# WORK TO BE COMPLETED
Provide only the number of lines in the records below that include "built".

:::::

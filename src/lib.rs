//! # Wiring
//!
//! Declarative dependency injection built from composition graphs.
//!
//! Application code depends on ports (traits or plain types). A context maps
//! each port to a recipe that builds it, and those recipes can be re-routed
//! per call without being mutated.
//!
//! ## Core Principles
//!
//! - **Declare, then resolve**: Graphs are plain data until a port is resolved
//! - **Fresh by default**: Every resolution builds new instances
//! - **Substitution over mutation**: Overrides produce a transient view of the graph
//! - **Typed keys**: Ports are identified by `TypeId`, never by name
//!
//! ## Quick Example
//!
//! ```rust
//! use std::sync::Arc;
//! use wiring::prelude::*;
//!
//! trait Mailer: Send + Sync {
//! 	fn send(&self, to: &str) -> String;
//! }
//!
//! struct Smtp {
//! 	host: String,
//! }
//!
//! impl Mailer for Smtp {
//! 	fn send(&self, to: &str) -> String {
//! 		format!("{to} via {}", self.host)
//! 	}
//! }
//!
//! struct MailContext;
//!
//! impl ContextDefinition for MailContext {
//! 	fn declare(builder: ContextBuilder) -> ContextBuilder {
//! 		builder.register(
//! 			Composite::new(|args| {
//! 				Ok(Arc::new(Smtp {
//! 					host: args.named("host")?,
//! 				}) as Arc<dyn Mailer>)
//! 			})
//! 			.kwarg("host", Dependency::new("host", "localhost".to_string())),
//! 		)
//! 	}
//! }
//!
//! let notify = inject::<MailContext>().wrap(
//! 	Signature::new().positional("to").port::<Arc<dyn Mailer>>("mailer"),
//! 	|args| -> DiResult<String> {
//! 		let mailer: Arc<dyn Mailer> = args.get("mailer")?;
//! 		Ok(mailer.send(&args.get::<String>("to")?))
//! 	},
//! );
//!
//! let sent = notify.call(CallArgs::new().arg("ada@example.com".to_string())).unwrap().unwrap();
//! assert_eq!(sent, "ada@example.com via localhost");
//! ```

pub use wiring_di::*;

/// Re-exports for building and consuming contexts.
pub mod prelude {
	// Graph
	pub use wiring_di::{Argument, Composite, Dependency, Overrides, Strategy};

	// Contexts
	pub use wiring_di::{
		Context, ContextBuilder, ContextDefinition, ContextRegistry, ContextSettings, FromContext,
		Injected, OptionalInjected,
	};

	// Injection
	pub use wiring_di::{CallArgs, Signature, inject};

	// Errors
	pub use wiring_di::{DiError, DiResult};
}
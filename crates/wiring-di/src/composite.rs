//! Composition nodes
//!
//! A [`Composite`] is a recipe for one object of the graph: a factory plus
//! positional and named [`Argument`]s. Arguments can be concrete values,
//! [`Dependency`](crate::Dependency) references or other nodes, so nesting
//! composites builds the graph. Nothing is cached: every resolution walks the
//! graph again and builds fresh instances.
//!
//! # Example
//!
//! ```
//! use wiring_di::{Composite, Dependency, Overrides};
//!
//! #[derive(Clone)]
//! struct Repository {
//! 	dsn: String,
//! }
//!
//! #[derive(Clone)]
//! struct Service {
//! 	repository: Repository,
//! }
//!
//! let dsn = Dependency::new("dsn", "sqlite://".to_string());
//! let repository = Composite::new(|args| {
//! 	Ok(Repository {
//! 		dsn: args.named("dsn")?,
//! 	})
//! })
//! .kwarg("dsn", dsn);
//! let service = Composite::new(|args| {
//! 	Ok(Service {
//! 		repository: args.named("repository")?,
//! 	})
//! })
//! .kwarg("repository", repository);
//!
//! assert_eq!(service.resolve().unwrap().repository.dsn, "sqlite://");
//!
//! // Overrides reach references held by nested nodes too.
//! let overrides = Overrides::new().value("dsn", "postgres://".to_string());
//! let overridden = service.scoped_override(&overrides).unwrap();
//! assert_eq!(overridden.repository.dsn, "postgres://");
//! ```

use crate::argument::{AnyValue, Argument, Arguments, Overrides};
use crate::depth;
use crate::key::Port;
use crate::DiResult;
use std::any::type_name;
use std::fmt;
use std::sync::Arc;

/// A graph node that can be resolved without knowing its output type.
///
/// Implemented by [`Composite`] and [`Strategy`](crate::Strategy); nested
/// nodes are stored behind this trait.
pub trait Resolvable: Send + Sync {
	/// Resolves the node under `overrides` into a shared, type-erased value.
	fn resolve_erased(&self, overrides: &Overrides) -> DiResult<AnyValue>;

	/// Type name of the value the node produces.
	fn output_type(&self) -> &'static str;
}

type Factory<T> = dyn Fn(&Arguments) -> DiResult<T> + Send + Sync;

/// Composition node producing a `T`.
///
/// Cloning is cheap and clones describe the same recipe.
pub struct Composite<T> {
	factory: Arc<Factory<T>>,
	positional: Vec<Argument>,
	named: Vec<(String, Argument)>,
}

impl<T: Send + Sync + 'static> Composite<T> {
	/// Creates a node around `factory`.
	///
	/// The factory receives the resolved arguments and builds the object.
	/// Errors it returns propagate unchanged to whoever resolved the node.
	pub fn new<F>(factory: F) -> Self
	where
		F: Fn(&Arguments) -> DiResult<T> + Send + Sync + 'static,
	{
		Self {
			factory: Arc::new(factory),
			positional: Vec::new(),
			named: Vec::new(),
		}
	}

	/// Node building `T::default()`.
	///
	/// # Examples
	///
	/// ```
	/// use wiring_di::Composite;
	///
	/// assert_eq!(Composite::<i32>::from_default().resolve().unwrap(), 0);
	/// ```
	pub fn from_default() -> Self
	where
		T: Default,
	{
		Self::new(|_| Ok(T::default()))
	}

	/// Appends a positional argument.
	pub fn arg(mut self, argument: impl Into<Argument>) -> Self {
		self.positional.push(argument.into());
		self
	}

	/// Sets a named argument, replacing an earlier one with the same name.
	pub fn kwarg(mut self, name: impl Into<String>, argument: impl Into<Argument>) -> Self {
		let name = name.into();
		let argument = argument.into();
		match self.named.iter_mut().find(|(existing, _)| *existing == name) {
			Some((_, slot)) => *slot = argument,
			None => self.named.push((name, argument)),
		}
		self
	}

	pub fn positional_args(&self) -> &[Argument] {
		&self.positional
	}

	pub fn named_args(&self) -> &[(String, Argument)] {
		&self.named
	}

	/// Builds a fresh `T`.
	pub fn resolve(&self) -> DiResult<T> {
		self.scoped_override(&Overrides::new())
	}

	/// Builds a fresh `T` with named dependencies replaced for this call.
	///
	/// Every [`Dependency`](crate::Dependency) argument whose name is a key
	/// of `overrides` is swapped for the override value, at whichever node of
	/// the graph holds it. The node itself is left untouched, whether the
	/// resolution succeeds or fails.
	pub fn scoped_override(&self, overrides: &Overrides) -> DiResult<T> {
		let _guard = depth::enter(type_name::<T>())?;
		if !overrides.is_empty() {
			tracing::trace!(
				node = type_name::<T>(),
				overrides = ?overrides.names(),
				"resolving composite under overrides"
			);
		}

		let arguments = self.resolve_arguments(overrides)?;
		(self.factory)(&arguments)
	}

	/// Transient copy with this node's direct dependency arguments swapped.
	///
	/// Nested nodes are shared with the original, not rewritten.
	pub fn overridden(&self, overrides: &Overrides) -> Self {
		Self {
			factory: Arc::clone(&self.factory),
			positional: self
				.positional
				.iter()
				.map(|argument| argument.substitute(overrides))
				.collect(),
			named: self
				.named
				.iter()
				.map(|(name, argument)| (name.clone(), argument.substitute(overrides)))
				.collect(),
		}
	}

	// Depth-first, left to right, positional before named.
	fn resolve_arguments(&self, overrides: &Overrides) -> DiResult<Arguments> {
		let positional = self
			.positional
			.iter()
			.map(|argument| argument.substitute(overrides).resolve(overrides))
			.collect::<DiResult<Vec<_>>>()?;
		let named = self
			.named
			.iter()
			.map(|(name, argument)| {
				argument
					.substitute(overrides)
					.resolve(overrides)
					.map(|value| (name.clone(), value))
			})
			.collect::<DiResult<Vec<_>>>()?;
		Ok(Arguments::new(type_name::<T>(), positional, named))
	}
}

impl<T> Clone for Composite<T> {
	fn clone(&self) -> Self {
		Self {
			factory: Arc::clone(&self.factory),
			positional: self.positional.clone(),
			named: self.named.clone(),
		}
	}
}

impl<T> fmt::Debug for Composite<T> {
	fn fmt(&self, f: &mut fmt::Formatter<'_>) -> fmt::Result {
		f.debug_struct("Composite")
			.field("output", &type_name::<T>())
			.field("positional", &self.positional)
			.field("named", &self.named)
			.finish()
	}
}

impl<T: Send + Sync + 'static> Resolvable for Composite<T> {
	fn resolve_erased(&self, overrides: &Overrides) -> DiResult<AnyValue> {
		self.scoped_override(overrides)
			.map(|value| Arc::new(value) as AnyValue)
	}

	fn output_type(&self) -> &'static str {
		type_name::<T>()
	}
}

impl<T: 'static> Port for Composite<T> {
	type Target = T;
}

impl<T: Send + Sync + 'static> From<Composite<T>> for Argument {
	fn from(composite: Composite<T>) -> Self {
		Argument::Node(Arc::new(composite))
	}
}
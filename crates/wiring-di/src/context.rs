//! Composition context
//!
//! A [`Context`] maps ports to the nodes or references that provide them.
//! Declarations are collected by a [`ContextBuilder`], usually from a
//! [`ContextDefinition`], and indexed by the first call to
//! [`initialize`](Context::initialize). Resolving a port walks its node fresh
//! every time.
//!
//! ```
//! use std::sync::Arc;
//! use wiring_di::{Composite, Context, ContextBuilder, ContextDefinition, Dependency};
//!
//! trait Greeter: Send + Sync {
//! 	fn greet(&self) -> String;
//! }
//!
//! struct Plain {
//! 	name: String,
//! }
//!
//! impl Greeter for Plain {
//! 	fn greet(&self) -> String {
//! 		format!("Hello {}", self.name)
//! 	}
//! }
//!
//! struct AppContext;
//!
//! impl ContextDefinition for AppContext {
//! 	fn declare(builder: ContextBuilder) -> ContextBuilder {
//! 		let name = Dependency::new("name", "World".to_string());
//! 		builder.register(
//! 			Composite::new(|args| {
//! 				Ok(Arc::new(Plain {
//! 					name: args.named("name")?,
//! 				}) as Arc<dyn Greeter>)
//! 			})
//! 			.kwarg("name", name),
//! 		)
//! 	}
//! }
//!
//! let context = Context::of::<AppContext>();
//! context.initialize();
//! let greeter = context.resolve::<Arc<dyn Greeter>>().unwrap().unwrap();
//! assert_eq!(greeter.greet(), "Hello World");
//! ```

use crate::argument::{AnyValue, Argument, Overrides, unshare};
use crate::depth;
use crate::key::{Port, PortKey};
use crate::parameters::Signature;
use crate::settings::ContextSettings;
use crate::{DiError, DiResult};
use once_cell::sync::OnceCell;
use std::any::type_name;
use std::collections::HashMap;
use std::fmt;

/// Declares the ports of a context type.
///
/// Each implementing type stands for one kind of context. The
/// [`ContextRegistry`](crate::ContextRegistry) and [`inject`](crate::inject)
/// build instances from it on demand.
pub trait ContextDefinition: 'static {
	fn declare(builder: ContextBuilder) -> ContextBuilder;
}

/// Collects port declarations for a [`Context`].
pub struct ContextBuilder {
	name: &'static str,
	declarations: Vec<(PortKey, Argument)>,
	settings: ContextSettings,
}

impl ContextBuilder {
	fn new(name: &'static str) -> Self {
		Self {
			name,
			declarations: Vec::new(),
			settings: ContextSettings::default(),
		}
	}

	/// Registers a node or reference under the port it produces.
	///
	/// A `Composite<Foo>`, `Strategy<Foo>` or `Dependency<Foo>` is filed
	/// under the key of `Foo`.
	pub fn register<P>(self, declaration: P) -> Self
	where
		P: Port + Into<Argument>,
	{
		self.register_as(PortKey::of_port::<P>(), declaration.into())
	}

	/// Registers a plain value as its own port.
	pub fn bind<T: Send + Sync + 'static>(self, value: T) -> Self {
		self.register_as(PortKey::of::<T>(), Argument::value(value))
	}

	/// Registers an argument under an explicit key.
	pub fn register_as(mut self, key: PortKey, argument: Argument) -> Self {
		self.declarations.push((key, argument));
		self
	}

	pub fn settings(mut self, settings: ContextSettings) -> Self {
		self.settings = settings;
		self
	}

	pub fn build(self) -> Context {
		Context {
			name: self.name,
			declarations: self.declarations,
			adapters: OnceCell::new(),
			settings: self.settings,
		}
	}
}

/// Port registry and resolver.
///
/// A context starts uninitialized: every lookup reports "not registered"
/// until [`initialize`](Context::initialize) indexes the declarations.
pub struct Context {
	name: &'static str,
	declarations: Vec<(PortKey, Argument)>,
	adapters: OnceCell<HashMap<PortKey, Argument>>,
	settings: ContextSettings,
}

impl Context {
	/// Starts an anonymous context.
	pub fn builder() -> ContextBuilder {
		ContextBuilder::new("anonymous")
	}

	/// Builds a context from a definition type.
	pub fn of<D: ContextDefinition>() -> Self {
		D::declare(ContextBuilder::new(type_name::<D>())).build()
	}

	/// Composite key of the port `P` stands for.
	pub fn composite_key<P: Port + ?Sized>() -> PortKey {
		PortKey::of_port::<P>()
	}

	pub fn name(&self) -> &'static str {
		self.name
	}

	pub fn settings(&self) -> &ContextSettings {
		&self.settings
	}

	/// Indexes the declarations by port key.
	///
	/// Only the first call does any work. When two declarations share a key
	/// the later one wins.
	pub fn initialize(&self) {
		self.adapters.get_or_init(|| {
			let mut adapters = HashMap::with_capacity(self.declarations.len());
			for (key, argument) in &self.declarations {
				if adapters.insert(*key, argument.clone()).is_some() {
					tracing::warn!(
						context = self.name,
						port = %key,
						"port declared twice, keeping the later declaration"
					);
				}
			}
			tracing::debug!(
				context = self.name,
				ports = adapters.len(),
				"context initialized"
			);
			adapters
		});
	}

	pub fn is_initialized(&self) -> bool {
		self.adapters.get().is_some()
	}

	pub fn contains(&self, key: &PortKey) -> bool {
		self.adapters
			.get()
			.is_some_and(|adapters| adapters.contains_key(key))
	}

	/// Registered ports, sorted by name.
	pub fn ports(&self) -> Vec<PortKey> {
		let mut ports: Vec<PortKey> = self
			.adapters
			.get()
			.map(|adapters| adapters.keys().copied().collect())
			.unwrap_or_default();
		ports.sort_unstable_by_key(PortKey::name);
		ports
	}

	pub fn len(&self) -> usize {
		self.adapters.get().map_or(0, HashMap::len)
	}

	pub fn is_empty(&self) -> bool {
		self.len() == 0
	}

	/// Resolves the port `T`.
	///
	/// `Ok(None)` means no declaration provides `T`. A registered port always
	/// comes back as `Some`, even when its value is itself an `Option`.
	pub fn resolve<T>(&self) -> DiResult<Option<T>>
	where
		T: Clone + Send + Sync + 'static,
	{
		self.resolve_with(&Overrides::new())
	}

	/// Resolves the port `T` with named dependencies overridden for this call.
	pub fn resolve_with<T>(&self, overrides: &Overrides) -> DiResult<Option<T>>
	where
		T: Clone + Send + Sync + 'static,
	{
		let key = PortKey::of::<T>();
		let Some(value) = self.resolve_port(&key, overrides)? else {
			return Ok(None);
		};
		value
			.downcast::<T>()
			.map(|value| Some(unshare(value)))
			.map_err(|_| DiError::PortType {
				port: key.to_string(),
				expected: type_name::<T>(),
			})
	}

	/// Resolves the port `T`, failing when it is not registered.
	pub fn require<T>(&self) -> DiResult<T>
	where
		T: Clone + Send + Sync + 'static,
	{
		self.resolve::<T>()?
			.ok_or_else(|| DiError::NotRegistered(type_name::<T>().to_string()))
	}

	/// Resolves a port by key into a type-erased value.
	///
	/// Settings bindings apply first and `overrides` win over them.
	pub fn resolve_port(
		&self,
		key: &PortKey,
		overrides: &Overrides,
	) -> DiResult<Option<AnyValue>> {
		let Some(adapter) = self.adapters.get().and_then(|adapters| adapters.get(key)) else {
			tracing::trace!(context = self.name, port = %key, "port not registered");
			return Ok(None);
		};

		tracing::trace!(context = self.name, port = %key, "resolving port");
		let overrides = self.settings.overrides().merged(overrides);
		depth::with_limit(self.settings.max_resolution_depth, || {
			adapter.substitute(&overrides).resolve(&overrides)
		})
		.map(Some)
	}

	/// Resolves every registered port named in `signature`.
	///
	/// Parameters without a port, or whose port is not registered, are left
	/// out of the result.
	pub fn resolve_dependencies(
		&self,
		signature: &Signature,
	) -> DiResult<HashMap<PortKey, AnyValue>> {
		let mut resolved = HashMap::new();
		for parameter in signature.parameters() {
			let Some(key) = parameter.port() else {
				continue;
			};
			if resolved.contains_key(&key) {
				continue;
			}
			if let Some(value) = self.resolve_port(&key, &Overrides::new())? {
				resolved.insert(key, value);
			}
		}
		tracing::trace!(
			context = self.name,
			resolved = resolved.len(),
			"resolved callable dependencies"
		);
		Ok(resolved)
	}
}

impl fmt::Debug for Context {
	fn fmt(&self, f: &mut fmt::Formatter<'_>) -> fmt::Result {
		f.debug_struct("Context")
			.field("name", &self.name)
			.field("initialized", &self.is_initialized())
			.field("ports", &self.ports())
			.finish()
	}
}
//! Context instances keyed by definition and thread
//!
//! [`inject`](crate::inject) looks contexts up here: one instance per
//! `(ContextDefinition, thread)` pair, created on first access and reused
//! afterwards. Threads never share an instance. Entries live until they are
//! removed explicitly or the registry is dropped; the global registry lives
//! for the whole process.

use crate::context::{Context, ContextDefinition};
use once_cell::sync::Lazy;
use parking_lot::Mutex;
use std::any::{TypeId, type_name};
use std::collections::HashMap;
use std::fmt;
use std::sync::Arc;
use std::thread::{self, ThreadId};

type RegistryKey = (TypeId, ThreadId);

/// Map from `(context definition, thread)` to a context instance.
pub struct ContextRegistry {
	instances: Mutex<HashMap<RegistryKey, Arc<Context>>>,
}

static GLOBAL_REGISTRY: Lazy<ContextRegistry> = Lazy::new(ContextRegistry::new);

impl ContextRegistry {
	pub fn new() -> Self {
		Self {
			instances: Mutex::new(HashMap::new()),
		}
	}

	/// Process-wide registry used by [`InjectedFn::call`](crate::InjectedFn::call).
	pub fn global() -> &'static ContextRegistry {
		&GLOBAL_REGISTRY
	}

	/// Context of kind `D` for the calling thread, created on first access.
	///
	/// The context is built outside the lock, so a definition may itself use
	/// the registry. If two builds race, the first one stored is kept.
	///
	/// # Examples
	///
	/// ```
	/// use std::sync::Arc;
	/// use wiring_di::{ContextBuilder, ContextDefinition, ContextRegistry};
	///
	/// struct Empty;
	///
	/// impl ContextDefinition for Empty {
	/// 	fn declare(builder: ContextBuilder) -> ContextBuilder {
	/// 		builder
	/// 	}
	/// }
	///
	/// let registry = ContextRegistry::new();
	/// let first = registry.get_instance::<Empty>();
	/// let second = registry.get_instance::<Empty>();
	/// assert!(Arc::ptr_eq(&first, &second));
	/// ```
	pub fn get_instance<D: ContextDefinition>(&self) -> Arc<Context> {
		let key = Self::key::<D>();
		if let Some(context) = self.instances.lock().get(&key) {
			return Arc::clone(context);
		}

		let context = Arc::new(Context::of::<D>());
		let mut instances = self.instances.lock();
		let stored = instances.entry(key).or_insert_with(|| {
			tracing::debug!(
				context = type_name::<D>(),
				thread = ?key.1,
				"created context instance"
			);
			context
		});
		Arc::clone(stored)
	}

	/// Whether the calling thread already has a context of kind `D`.
	pub fn contains<D: ContextDefinition>(&self) -> bool {
		self.instances.lock().contains_key(&Self::key::<D>())
	}

	/// Drops the calling thread's context of kind `D`.
	///
	/// The next access builds a fresh instance.
	pub fn remove<D: ContextDefinition>(&self) -> Option<Arc<Context>> {
		let removed = self.instances.lock().remove(&Self::key::<D>());
		if removed.is_some() {
			tracing::debug!(context = type_name::<D>(), "removed context instance");
		}
		removed
	}

	/// Drops every context of every thread.
	pub fn clear(&self) {
		self.instances.lock().clear();
	}

	pub fn len(&self) -> usize {
		self.instances.lock().len()
	}

	pub fn is_empty(&self) -> bool {
		self.instances.lock().is_empty()
	}

	fn key<D: ContextDefinition>() -> RegistryKey {
		(TypeId::of::<D>(), thread::current().id())
	}
}

impl Default for ContextRegistry {
	fn default() -> Self {
		Self::new()
	}
}

impl fmt::Debug for ContextRegistry {
	fn fmt(&self, f: &mut fmt::Formatter<'_>) -> fmt::Result {
		f.debug_struct("ContextRegistry")
			.field("instances", &self.len())
			.finish()
	}
}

:::::

# REPLY
2